Note each line of the entries that includes "ApproachError". Then copy those lines.

====== Exercise material

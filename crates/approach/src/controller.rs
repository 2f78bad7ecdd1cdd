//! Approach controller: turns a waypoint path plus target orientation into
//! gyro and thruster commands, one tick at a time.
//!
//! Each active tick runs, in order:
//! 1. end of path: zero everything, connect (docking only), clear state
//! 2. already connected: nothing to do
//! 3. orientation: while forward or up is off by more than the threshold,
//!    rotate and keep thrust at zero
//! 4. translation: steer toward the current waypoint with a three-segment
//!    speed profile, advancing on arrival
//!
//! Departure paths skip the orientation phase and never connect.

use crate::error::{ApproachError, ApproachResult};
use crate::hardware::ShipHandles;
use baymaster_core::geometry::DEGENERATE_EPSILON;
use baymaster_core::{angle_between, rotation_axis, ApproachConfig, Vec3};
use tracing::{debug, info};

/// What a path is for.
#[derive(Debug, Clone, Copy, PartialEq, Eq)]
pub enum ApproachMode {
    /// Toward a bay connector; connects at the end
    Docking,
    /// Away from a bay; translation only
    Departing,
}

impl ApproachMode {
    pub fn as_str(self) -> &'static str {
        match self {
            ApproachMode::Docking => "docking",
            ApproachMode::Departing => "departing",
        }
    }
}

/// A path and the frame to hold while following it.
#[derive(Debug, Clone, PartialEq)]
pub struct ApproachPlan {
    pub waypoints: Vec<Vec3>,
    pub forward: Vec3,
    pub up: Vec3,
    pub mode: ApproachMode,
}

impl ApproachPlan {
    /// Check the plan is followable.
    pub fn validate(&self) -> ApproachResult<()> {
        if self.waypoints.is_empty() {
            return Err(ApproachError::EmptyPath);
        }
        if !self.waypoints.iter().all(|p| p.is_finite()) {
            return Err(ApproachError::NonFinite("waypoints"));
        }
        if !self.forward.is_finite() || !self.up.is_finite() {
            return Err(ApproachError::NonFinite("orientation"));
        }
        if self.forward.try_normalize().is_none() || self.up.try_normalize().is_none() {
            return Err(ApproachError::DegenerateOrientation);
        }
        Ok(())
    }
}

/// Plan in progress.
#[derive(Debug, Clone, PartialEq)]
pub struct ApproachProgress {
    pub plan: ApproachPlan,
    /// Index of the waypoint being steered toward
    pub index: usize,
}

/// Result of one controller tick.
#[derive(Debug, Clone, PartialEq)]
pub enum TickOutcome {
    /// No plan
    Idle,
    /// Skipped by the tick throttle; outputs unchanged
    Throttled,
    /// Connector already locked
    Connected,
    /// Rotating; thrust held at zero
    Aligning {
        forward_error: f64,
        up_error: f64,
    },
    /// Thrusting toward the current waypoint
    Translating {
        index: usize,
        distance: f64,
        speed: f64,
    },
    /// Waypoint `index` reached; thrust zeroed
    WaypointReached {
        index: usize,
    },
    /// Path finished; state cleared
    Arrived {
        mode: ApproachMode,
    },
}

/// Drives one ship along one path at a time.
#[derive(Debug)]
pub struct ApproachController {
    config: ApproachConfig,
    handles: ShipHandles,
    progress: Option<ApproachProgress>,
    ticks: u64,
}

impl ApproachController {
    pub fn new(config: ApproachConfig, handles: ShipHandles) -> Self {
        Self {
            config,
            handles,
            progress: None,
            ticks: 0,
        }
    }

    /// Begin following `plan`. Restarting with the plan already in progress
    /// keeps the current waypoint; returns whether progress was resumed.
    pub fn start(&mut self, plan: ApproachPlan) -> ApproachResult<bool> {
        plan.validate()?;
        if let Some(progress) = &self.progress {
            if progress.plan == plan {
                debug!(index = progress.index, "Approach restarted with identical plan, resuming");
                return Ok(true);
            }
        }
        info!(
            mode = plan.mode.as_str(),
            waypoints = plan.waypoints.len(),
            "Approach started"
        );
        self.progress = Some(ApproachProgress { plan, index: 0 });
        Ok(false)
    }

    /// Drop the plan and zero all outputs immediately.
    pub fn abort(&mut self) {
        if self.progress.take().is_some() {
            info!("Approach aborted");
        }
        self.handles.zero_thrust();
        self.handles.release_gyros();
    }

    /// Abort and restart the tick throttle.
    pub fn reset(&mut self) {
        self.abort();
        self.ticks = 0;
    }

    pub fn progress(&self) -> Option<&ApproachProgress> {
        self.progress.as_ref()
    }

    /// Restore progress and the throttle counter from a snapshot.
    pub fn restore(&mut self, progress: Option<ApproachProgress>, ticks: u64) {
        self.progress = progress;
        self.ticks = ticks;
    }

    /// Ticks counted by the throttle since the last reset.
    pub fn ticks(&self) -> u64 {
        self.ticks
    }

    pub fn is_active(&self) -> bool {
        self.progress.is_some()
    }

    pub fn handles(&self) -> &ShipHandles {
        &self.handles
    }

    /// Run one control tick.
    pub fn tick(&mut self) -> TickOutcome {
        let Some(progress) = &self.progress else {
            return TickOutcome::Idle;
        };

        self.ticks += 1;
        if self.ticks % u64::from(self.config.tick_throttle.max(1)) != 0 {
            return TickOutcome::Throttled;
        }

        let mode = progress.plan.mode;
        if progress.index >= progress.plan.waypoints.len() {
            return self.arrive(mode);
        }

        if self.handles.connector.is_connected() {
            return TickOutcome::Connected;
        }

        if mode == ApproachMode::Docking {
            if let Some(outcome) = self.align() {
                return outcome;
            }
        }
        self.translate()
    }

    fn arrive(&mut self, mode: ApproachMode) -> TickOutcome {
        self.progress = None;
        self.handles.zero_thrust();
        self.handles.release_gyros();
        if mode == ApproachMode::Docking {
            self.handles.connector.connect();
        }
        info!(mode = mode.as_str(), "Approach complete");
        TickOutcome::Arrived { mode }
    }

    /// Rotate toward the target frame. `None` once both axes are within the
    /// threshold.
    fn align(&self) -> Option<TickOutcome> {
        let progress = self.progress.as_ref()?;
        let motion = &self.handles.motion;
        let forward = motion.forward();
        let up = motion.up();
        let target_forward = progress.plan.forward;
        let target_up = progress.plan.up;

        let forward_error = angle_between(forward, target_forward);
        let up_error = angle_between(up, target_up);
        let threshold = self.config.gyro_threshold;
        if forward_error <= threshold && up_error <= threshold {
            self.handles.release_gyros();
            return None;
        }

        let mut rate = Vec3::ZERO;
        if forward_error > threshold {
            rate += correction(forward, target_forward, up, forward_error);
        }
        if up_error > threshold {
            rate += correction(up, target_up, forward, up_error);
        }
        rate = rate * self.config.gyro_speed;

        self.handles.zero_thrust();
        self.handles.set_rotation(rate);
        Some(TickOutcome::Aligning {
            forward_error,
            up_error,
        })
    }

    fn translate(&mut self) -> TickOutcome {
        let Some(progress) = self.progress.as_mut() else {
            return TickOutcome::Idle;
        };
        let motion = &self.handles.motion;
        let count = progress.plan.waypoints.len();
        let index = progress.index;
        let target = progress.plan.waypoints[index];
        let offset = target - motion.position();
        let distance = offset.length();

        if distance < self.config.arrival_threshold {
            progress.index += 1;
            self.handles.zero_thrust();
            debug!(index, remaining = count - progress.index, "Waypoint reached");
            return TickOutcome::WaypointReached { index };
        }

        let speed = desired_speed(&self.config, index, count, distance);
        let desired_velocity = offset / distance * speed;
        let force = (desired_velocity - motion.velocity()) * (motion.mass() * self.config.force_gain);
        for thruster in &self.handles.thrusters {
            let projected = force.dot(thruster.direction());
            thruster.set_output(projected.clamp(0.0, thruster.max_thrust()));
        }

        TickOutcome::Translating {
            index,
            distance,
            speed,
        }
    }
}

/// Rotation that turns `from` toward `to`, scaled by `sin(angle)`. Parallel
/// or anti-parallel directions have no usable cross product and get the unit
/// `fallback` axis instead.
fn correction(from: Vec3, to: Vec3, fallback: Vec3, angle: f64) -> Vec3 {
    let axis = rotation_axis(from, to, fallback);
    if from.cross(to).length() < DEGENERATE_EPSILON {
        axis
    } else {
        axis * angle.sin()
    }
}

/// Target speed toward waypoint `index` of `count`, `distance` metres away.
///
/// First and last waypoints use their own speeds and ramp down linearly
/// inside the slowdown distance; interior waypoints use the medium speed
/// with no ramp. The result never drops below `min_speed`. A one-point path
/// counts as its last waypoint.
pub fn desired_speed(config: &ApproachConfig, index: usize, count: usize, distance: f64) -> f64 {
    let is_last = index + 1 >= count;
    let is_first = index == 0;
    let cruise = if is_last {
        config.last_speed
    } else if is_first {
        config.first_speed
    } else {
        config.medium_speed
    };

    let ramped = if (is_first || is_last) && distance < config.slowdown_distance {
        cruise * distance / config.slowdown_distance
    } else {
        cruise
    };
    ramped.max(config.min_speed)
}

============
====== Exercise material

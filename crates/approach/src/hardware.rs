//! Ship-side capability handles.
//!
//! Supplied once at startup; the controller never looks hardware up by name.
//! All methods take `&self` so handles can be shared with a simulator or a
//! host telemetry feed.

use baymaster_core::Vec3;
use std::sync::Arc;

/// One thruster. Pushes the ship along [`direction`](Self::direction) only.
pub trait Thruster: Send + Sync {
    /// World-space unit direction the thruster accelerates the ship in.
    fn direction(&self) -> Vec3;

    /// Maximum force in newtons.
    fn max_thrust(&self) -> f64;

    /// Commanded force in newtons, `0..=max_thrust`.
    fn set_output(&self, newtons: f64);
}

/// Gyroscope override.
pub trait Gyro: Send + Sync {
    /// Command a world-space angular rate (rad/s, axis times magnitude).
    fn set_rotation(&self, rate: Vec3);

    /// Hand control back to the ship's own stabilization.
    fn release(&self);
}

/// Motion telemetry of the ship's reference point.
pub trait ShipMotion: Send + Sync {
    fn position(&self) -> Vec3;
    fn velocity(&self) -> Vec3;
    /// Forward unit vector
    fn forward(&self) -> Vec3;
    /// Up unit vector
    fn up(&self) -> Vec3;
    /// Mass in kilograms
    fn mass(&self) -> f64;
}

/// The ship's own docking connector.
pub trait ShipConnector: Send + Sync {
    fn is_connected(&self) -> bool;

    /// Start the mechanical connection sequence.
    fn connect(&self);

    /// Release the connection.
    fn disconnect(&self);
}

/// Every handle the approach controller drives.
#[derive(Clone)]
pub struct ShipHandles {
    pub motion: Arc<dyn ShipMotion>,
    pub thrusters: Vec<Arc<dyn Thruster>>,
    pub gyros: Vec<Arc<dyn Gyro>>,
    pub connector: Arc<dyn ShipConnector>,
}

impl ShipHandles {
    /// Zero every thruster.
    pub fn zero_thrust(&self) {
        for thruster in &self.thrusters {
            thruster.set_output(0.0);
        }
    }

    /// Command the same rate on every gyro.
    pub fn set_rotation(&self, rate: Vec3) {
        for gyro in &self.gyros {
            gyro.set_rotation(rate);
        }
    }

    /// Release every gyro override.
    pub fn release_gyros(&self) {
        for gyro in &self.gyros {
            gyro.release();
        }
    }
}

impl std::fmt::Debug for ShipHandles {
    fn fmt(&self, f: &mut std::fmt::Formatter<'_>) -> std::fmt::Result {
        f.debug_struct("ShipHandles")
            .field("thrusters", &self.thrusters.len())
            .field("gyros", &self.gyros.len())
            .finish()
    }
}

============
====== Exercise material

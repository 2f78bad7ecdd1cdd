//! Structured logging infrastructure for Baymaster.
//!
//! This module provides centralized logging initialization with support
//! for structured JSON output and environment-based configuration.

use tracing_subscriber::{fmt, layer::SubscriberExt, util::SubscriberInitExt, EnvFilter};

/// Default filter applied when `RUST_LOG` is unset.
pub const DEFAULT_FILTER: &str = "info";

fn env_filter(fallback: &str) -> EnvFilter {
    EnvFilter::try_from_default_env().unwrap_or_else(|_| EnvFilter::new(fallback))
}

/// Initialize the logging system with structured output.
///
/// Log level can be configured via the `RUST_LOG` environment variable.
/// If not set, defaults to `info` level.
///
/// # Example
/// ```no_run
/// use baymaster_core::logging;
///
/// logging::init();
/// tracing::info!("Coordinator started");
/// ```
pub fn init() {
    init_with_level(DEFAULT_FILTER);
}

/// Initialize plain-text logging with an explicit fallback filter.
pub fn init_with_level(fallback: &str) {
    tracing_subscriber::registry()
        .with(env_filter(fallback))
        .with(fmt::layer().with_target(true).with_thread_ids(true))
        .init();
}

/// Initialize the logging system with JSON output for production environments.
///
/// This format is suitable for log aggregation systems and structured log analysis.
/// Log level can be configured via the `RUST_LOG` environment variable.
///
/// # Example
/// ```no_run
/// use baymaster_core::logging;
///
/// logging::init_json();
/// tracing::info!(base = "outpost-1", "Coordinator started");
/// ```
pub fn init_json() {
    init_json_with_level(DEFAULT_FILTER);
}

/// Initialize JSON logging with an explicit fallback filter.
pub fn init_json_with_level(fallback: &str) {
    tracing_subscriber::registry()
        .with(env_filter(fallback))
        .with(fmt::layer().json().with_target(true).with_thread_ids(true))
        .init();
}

============

→ **Output for this exercise**
use crate::error::{ApproachError, ApproachResult};
            return Err(ApproachError::EmptyPath);
            return Err(ApproachError::NonFinite("waypoints"));
            return Err(ApproachError::NonFinite("orientation"));
            return Err(ApproachError::DegenerateOrientation);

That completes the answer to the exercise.